[GOAL OF THE EXERCISE] Whenever a line of the material contains the string "VecDeque", it should be copied.

◇ ◇ ◇ ◇ ◇ ◇ ◇

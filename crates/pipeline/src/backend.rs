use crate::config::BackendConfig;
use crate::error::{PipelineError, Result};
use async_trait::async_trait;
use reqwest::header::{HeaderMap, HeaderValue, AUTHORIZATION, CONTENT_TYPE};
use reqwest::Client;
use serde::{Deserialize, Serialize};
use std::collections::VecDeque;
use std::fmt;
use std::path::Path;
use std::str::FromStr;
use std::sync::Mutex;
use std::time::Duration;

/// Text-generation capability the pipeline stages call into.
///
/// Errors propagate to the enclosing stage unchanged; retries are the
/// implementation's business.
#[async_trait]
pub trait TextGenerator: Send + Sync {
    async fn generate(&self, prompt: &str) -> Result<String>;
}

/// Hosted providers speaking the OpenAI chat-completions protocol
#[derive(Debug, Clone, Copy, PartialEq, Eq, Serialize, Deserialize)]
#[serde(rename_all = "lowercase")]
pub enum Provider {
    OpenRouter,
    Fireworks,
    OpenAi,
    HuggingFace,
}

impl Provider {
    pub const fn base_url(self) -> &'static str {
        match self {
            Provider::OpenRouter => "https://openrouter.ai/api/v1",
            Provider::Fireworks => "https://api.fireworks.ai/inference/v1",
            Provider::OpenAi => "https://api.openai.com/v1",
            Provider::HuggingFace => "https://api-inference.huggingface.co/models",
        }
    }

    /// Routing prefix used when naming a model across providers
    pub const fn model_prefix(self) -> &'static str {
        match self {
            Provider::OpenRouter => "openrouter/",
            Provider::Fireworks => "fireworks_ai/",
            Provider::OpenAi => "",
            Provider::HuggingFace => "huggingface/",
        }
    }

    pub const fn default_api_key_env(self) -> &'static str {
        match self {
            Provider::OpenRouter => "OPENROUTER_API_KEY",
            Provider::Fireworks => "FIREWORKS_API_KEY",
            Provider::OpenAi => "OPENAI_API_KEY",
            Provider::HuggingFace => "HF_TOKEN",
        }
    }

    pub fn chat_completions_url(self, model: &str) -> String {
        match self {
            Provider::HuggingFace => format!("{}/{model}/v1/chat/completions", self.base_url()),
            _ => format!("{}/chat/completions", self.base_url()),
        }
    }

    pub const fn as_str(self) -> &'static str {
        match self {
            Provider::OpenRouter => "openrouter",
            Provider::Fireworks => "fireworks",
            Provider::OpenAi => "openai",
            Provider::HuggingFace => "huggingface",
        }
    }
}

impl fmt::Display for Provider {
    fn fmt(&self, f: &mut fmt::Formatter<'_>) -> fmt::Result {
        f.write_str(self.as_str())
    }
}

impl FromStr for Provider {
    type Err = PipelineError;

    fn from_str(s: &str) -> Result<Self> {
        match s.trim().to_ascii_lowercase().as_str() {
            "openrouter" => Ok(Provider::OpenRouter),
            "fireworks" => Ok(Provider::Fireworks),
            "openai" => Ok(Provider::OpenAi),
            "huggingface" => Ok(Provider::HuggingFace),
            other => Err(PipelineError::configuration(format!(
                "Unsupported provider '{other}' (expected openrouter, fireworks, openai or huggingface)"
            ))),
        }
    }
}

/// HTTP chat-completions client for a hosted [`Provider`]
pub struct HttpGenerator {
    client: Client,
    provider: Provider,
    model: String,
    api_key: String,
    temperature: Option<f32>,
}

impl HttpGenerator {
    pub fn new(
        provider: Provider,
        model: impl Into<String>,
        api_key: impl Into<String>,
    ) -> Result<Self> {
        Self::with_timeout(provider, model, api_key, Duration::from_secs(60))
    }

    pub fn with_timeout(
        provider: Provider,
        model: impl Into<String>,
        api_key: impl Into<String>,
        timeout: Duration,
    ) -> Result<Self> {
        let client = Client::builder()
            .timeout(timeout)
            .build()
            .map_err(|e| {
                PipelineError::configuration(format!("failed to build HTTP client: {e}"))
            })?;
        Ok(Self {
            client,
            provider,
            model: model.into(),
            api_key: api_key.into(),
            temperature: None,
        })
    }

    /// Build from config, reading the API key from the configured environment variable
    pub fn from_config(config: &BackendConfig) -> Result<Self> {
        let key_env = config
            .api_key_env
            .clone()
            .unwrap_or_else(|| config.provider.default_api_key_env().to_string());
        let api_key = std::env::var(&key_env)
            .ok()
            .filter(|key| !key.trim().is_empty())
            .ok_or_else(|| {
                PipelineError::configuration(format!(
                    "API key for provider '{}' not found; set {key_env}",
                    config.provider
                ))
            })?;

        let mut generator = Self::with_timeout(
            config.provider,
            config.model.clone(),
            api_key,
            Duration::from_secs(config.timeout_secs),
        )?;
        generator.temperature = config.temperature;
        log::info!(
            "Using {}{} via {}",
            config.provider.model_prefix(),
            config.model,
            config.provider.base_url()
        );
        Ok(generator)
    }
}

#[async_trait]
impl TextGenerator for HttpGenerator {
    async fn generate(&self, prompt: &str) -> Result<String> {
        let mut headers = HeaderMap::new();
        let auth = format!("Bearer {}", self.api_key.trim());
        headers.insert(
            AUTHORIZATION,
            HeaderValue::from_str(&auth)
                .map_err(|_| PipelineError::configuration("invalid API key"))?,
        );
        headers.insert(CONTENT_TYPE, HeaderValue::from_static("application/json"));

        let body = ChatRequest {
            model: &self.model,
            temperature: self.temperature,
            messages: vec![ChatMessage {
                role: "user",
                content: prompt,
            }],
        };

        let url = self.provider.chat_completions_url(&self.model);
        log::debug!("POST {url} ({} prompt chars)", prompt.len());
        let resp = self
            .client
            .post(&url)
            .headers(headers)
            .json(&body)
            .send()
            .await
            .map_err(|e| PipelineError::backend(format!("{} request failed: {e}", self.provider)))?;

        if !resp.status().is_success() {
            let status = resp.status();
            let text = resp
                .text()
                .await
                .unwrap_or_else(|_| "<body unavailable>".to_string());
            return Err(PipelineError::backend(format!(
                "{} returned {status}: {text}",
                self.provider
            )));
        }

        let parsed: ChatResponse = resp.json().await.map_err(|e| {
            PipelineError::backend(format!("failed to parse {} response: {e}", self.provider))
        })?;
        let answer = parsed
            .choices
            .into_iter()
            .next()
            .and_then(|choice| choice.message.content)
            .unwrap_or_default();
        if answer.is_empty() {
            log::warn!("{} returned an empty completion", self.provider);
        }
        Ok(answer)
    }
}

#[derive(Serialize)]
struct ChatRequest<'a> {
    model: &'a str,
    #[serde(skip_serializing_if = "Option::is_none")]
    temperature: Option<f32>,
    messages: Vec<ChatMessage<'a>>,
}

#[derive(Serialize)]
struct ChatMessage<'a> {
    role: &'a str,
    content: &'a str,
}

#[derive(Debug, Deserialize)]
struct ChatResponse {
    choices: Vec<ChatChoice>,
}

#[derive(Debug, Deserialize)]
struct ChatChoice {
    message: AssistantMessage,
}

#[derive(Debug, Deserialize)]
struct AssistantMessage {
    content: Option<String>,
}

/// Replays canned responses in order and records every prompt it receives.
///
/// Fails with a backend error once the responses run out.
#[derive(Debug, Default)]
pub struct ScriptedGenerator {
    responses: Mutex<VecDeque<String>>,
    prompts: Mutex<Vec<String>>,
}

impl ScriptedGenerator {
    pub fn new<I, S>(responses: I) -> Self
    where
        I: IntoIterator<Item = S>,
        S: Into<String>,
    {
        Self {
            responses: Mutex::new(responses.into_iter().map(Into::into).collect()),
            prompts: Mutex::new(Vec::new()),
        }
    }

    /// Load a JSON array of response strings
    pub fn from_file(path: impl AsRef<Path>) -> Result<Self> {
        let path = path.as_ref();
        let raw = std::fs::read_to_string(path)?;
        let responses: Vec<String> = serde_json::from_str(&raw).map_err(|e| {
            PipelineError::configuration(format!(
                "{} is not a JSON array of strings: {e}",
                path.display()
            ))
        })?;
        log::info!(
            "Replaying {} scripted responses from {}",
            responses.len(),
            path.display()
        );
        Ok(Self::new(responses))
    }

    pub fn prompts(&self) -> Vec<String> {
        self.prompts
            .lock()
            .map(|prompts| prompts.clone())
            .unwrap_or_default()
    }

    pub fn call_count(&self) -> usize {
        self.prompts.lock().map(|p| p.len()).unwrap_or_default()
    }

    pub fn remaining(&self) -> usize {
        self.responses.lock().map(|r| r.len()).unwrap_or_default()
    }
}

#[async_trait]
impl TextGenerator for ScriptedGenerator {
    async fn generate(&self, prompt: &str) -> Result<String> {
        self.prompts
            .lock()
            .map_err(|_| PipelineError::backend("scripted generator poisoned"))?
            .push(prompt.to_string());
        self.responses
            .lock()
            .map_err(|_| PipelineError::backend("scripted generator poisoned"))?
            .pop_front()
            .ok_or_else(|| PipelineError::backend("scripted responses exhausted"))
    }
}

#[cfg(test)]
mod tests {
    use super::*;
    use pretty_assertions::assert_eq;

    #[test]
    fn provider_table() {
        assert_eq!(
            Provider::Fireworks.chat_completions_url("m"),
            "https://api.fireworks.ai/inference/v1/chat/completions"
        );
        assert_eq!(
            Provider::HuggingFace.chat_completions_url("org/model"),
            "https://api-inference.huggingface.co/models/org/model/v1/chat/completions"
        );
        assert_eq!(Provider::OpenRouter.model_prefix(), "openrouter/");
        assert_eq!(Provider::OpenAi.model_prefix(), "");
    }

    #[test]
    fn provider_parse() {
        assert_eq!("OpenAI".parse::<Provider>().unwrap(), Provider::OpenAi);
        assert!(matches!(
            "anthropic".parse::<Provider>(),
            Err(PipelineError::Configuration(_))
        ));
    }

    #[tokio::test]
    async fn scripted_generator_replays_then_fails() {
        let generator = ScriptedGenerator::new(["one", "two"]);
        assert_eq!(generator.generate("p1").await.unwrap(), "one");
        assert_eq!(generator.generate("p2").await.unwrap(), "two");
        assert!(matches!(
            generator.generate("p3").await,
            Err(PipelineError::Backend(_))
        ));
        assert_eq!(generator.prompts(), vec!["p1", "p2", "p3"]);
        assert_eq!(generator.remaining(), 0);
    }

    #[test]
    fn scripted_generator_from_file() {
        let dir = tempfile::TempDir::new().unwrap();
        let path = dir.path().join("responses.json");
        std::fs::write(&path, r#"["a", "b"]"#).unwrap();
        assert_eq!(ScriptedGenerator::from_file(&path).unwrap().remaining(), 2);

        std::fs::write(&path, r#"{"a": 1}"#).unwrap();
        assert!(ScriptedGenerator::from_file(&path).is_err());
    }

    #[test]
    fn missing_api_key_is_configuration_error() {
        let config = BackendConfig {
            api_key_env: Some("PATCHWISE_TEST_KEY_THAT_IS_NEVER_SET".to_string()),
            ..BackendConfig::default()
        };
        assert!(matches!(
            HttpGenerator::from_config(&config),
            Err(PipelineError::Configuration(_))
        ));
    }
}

◇ ◇ ◇ ◇ ◇ ◇ ◇

[ANSWER TO THE PROBLEM]
use std::collections::VecDeque;
    responses: Mutex<VecDeque<String>>,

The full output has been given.